▸ RECORDS:
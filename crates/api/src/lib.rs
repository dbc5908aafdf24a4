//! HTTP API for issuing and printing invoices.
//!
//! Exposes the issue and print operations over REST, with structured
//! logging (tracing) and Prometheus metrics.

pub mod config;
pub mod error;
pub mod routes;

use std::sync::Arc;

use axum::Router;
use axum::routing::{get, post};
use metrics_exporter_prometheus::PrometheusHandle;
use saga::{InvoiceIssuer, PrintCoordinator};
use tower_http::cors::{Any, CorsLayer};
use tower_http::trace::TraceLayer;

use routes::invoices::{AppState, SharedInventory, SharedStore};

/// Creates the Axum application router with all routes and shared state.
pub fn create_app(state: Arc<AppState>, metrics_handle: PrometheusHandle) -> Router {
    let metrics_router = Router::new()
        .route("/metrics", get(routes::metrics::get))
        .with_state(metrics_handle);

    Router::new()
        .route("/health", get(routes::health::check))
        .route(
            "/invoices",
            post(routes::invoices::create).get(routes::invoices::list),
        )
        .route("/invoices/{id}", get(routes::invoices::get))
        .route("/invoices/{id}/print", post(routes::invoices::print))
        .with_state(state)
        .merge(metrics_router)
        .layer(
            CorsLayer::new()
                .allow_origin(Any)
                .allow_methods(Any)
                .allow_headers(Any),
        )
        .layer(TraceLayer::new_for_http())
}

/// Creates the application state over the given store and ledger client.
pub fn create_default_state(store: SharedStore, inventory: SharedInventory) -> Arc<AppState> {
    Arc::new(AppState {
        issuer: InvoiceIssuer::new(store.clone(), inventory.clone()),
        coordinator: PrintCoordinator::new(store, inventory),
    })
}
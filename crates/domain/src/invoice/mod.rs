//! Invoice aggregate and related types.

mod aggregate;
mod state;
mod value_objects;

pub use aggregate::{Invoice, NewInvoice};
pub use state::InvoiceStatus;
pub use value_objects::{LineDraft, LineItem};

▸ TASK TO COMPLETE:
Return all the lines shown above, word for word.

▸ PROBLEM SOLUTION:
filename crates/api/src/lib.rs
repository dbc5908aafdf24a4
//! HTTP API for issuing and printing invoices.
//!
//! Exposes the issue and print operations over REST, with structured
//! logging (tracing) and Prometheus metrics.

pub mod config;
pub mod error;
pub mod routes;

use std::sync::Arc;

use axum::Router;
use axum::routing::{get, post};
use metrics_exporter_prometheus::PrometheusHandle;
use saga::{InvoiceIssuer, PrintCoordinator};
use tower_http::cors::{Any, CorsLayer};
use tower_http::trace::TraceLayer;

use routes::invoices::{AppState, SharedInventory, SharedStore};

/// Creates the Axum application router with all routes and shared state.
pub fn create_app(state: Arc<AppState>, metrics_handle: PrometheusHandle) -> Router {
    let metrics_router = Router::new()
        .route("/metrics", get(routes::metrics::get))
        .with_state(metrics_handle);

    Router::new()
        .route("/health", get(routes::health::check))
        .route(
            "/invoices",
            post(routes::invoices::create).get(routes::invoices::list),
        )
        .route("/invoices/{id}", get(routes::invoices::get))
        .route("/invoices/{id}/print", post(routes::invoices::print))
        .with_state(state)
        .merge(metrics_router)
        .layer(
            CorsLayer::new()
                .allow_origin(Any)
                .allow_methods(Any)
                .allow_headers(Any),
        )
        .layer(TraceLayer::new_for_http())
}

/// Creates the application state over the given store and ledger client.
pub fn create_default_state(store: SharedStore, inventory: SharedInventory) -> Arc<AppState> {
    Arc::new(AppState {
        issuer: InvoiceIssuer::new(store.clone(), inventory.clone()),
        coordinator: PrintCoordinator::new(store, inventory),
    })
}
filename crates/domain/src/invoice/mod.rs
//! Invoice aggregate and related types.

mod aggregate;
mod state;
mod value_objects;

pub use aggregate::{Invoice, NewInvoice};
pub use state::InvoiceStatus;
pub use value_objects::{LineDraft, LineItem};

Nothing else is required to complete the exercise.